I have found a whole deer skeleton in the woods with the lower jaw shot away (no, it wasn't dragged away by another wild animal). No doubt the hunter had been going for a 'central nervous system shot'. The brain in the deer family makes an especially small target, and this is especially true in a moving animal. The spinal cord, the diameter of your pinky, makes an even less attractive target. You are far more likely to hit neck muscle and simply injure the animal. Again, the latter is especially true for a moving animal. I am not challenging anyones hunting prowess but I think the 'central nervous system' shot is unfair to the deer. I know you know this already, but the hunters job is to kill the animal as quickly and cleanly as possible. This is why a chest/heart shot is a much better target. The sheer size makes small errors forgivable.

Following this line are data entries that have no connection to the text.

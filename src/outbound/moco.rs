//! Moco finance API client
//!
//! Outbound-only: the pipeline never depends on inbound replies for
//! correctness. Created ids are persisted on the organization or deal.

use reqwest::Client;
use serde::Deserialize;
use serde_json::json;
use std::time::Duration;
use tracing::info;

use crate::config::MocoConfig;
use crate::error::{LeadflowError, Result};
use crate::outbound::retry::{classify_status, with_retries};

const REQUEST_TIMEOUT: Duration = Duration::from_secs(10);
const MAX_ATTEMPTS: u32 = 3;

#[derive(Debug, Deserialize)]
struct CreatedEntity {
    id: i64,
}

/// Moco REST client scoped to one tenant subdomain
#[derive(Clone)]
pub struct MocoClient {
    client: Client,
    config: MocoConfig,
}

impl MocoClient {
    pub fn new(config: MocoConfig) -> Self {
        Self {
            client: Client::builder()
                .timeout(REQUEST_TIMEOUT)
                .build()
                .unwrap_or_default(),
            config,
        }
    }

    pub fn is_enabled(&self) -> bool {
        self.config.enabled && !self.config.api_key.is_empty() && !self.config.subdomain.is_empty()
    }

    fn url(&self, path: &str) -> String {
        format!(
            "https://{}.mocoapp.com/api/v1/{path}",
            self.config.subdomain
        )
    }

    async fn post(&self, path: &str, body: serde_json::Value) -> Result<i64> {
        if !self.is_enabled() {
            return Err(LeadflowError::DownstreamRejected {
                service: "moco",
                reason: "moco sync is disabled".to_string(),
            });
        }

        let url = self.url(path);
        with_retries("moco_api", MAX_ATTEMPTS, || async {
            let response = self
                .client
                .post(&url)
                .header("Authorization", format!("Token token={}", self.config.api_key))
                .json(&body)
                .send()
                .await?;
            if response.status().is_success() {
                let created: CreatedEntity = response.json().await?;
                Ok(created.id)
            } else {
                let status = response.status();
                let text = response.text().await.unwrap_or_default();
                Err(classify_status("moco", status, text))
            }
        })
        .await
    }

    /// Create a company record; returns the Moco customer id
    pub async fn create_customer(&self, name: &str, country: Option<&str>) -> Result<String> {
        let id = self
            .post(
                "companies",
                json!({
                    "name": name,
                    "type": "customer",
                    "country_code": country.unwrap_or("DE"),
                }),
            )
            .await?;
        info!(customer = id, "moco customer created");
        Ok(id.to_string())
    }

    /// Create an offer for a customer; returns the Moco offer id
    pub async fn create_offer(
        &self,
        customer_id: &str,
        title: &str,
        value: Option<rust_decimal::Decimal>,
    ) -> Result<String> {
        let mut body = json!({
            "company_id": customer_id,
            "title": title,
            "currency": "EUR",
        });
        if let Some(value) = value {
            body["items"] = json!([{ "title": title, "net_total": value }]);
        }
        let id = self.post("offers", body).await?;
        info!(offer = id, "moco offer created");
        Ok(id.to_string())
    }

    /// Turn an accepted offer into an invoice; returns the invoice id
    pub async fn create_invoice_from_offer(&self, offer_id: &str) -> Result<String> {
        let id = self
            .post("invoices", json!({ "offer_id": offer_id }))
            .await?;
        info!(invoice = id, "moco invoice created");
        Ok(id.to_string())
    }
}

#[cfg(test)]
mod tests {
    use super::*;

    #[test]
    fn test_tenant_url_shape() {
        let client = MocoClient::new(MocoConfig {
            enabled: true,
            api_key: "k".to_string(),
            subdomain: "dna-me".to_string(),
        });
        assert_eq!(
            client.url("companies"),
            "https://dna-me.mocoapp.com/api/v1/companies"
        );
    }

    #[tokio::test]
    async fn test_disabled_client_rejects() {
        let client = MocoClient::new(MocoConfig::default());
        assert!(!client.is_enabled());
        let err = client.create_customer("Biotech Corp", None).await.unwrap_err();
        assert_eq!(err.code(), "downstream_rejected");
    }
}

There is nothing magical about .30 cal. If you are concerned about brush you can use a partition bullet. If this is less a concern, then a ballistic tip or soft point. You must have adequate penetration/expansion/fragmentation to tear as much lung tissue/blood vessels as possible so the animal has no breath and no circulating blood. If it hits the heart that's great too. These are what make an animal collapse.
Even with a properly expanding bullet, .223 is simply going to damage much less tissue than a larger diameter bullet. Less tissue damage = deer runs longer. On a 200 lb. animal, is that something you want to risk? I grew up in Ontario and so I'm familiar with the weather, general topography (variety) and flora/fauna. I can't imagine anything more frustrating than tracking a large deer with a .223 chest shot,in thick brush, with a light drizzle slowly washing away the blood trail.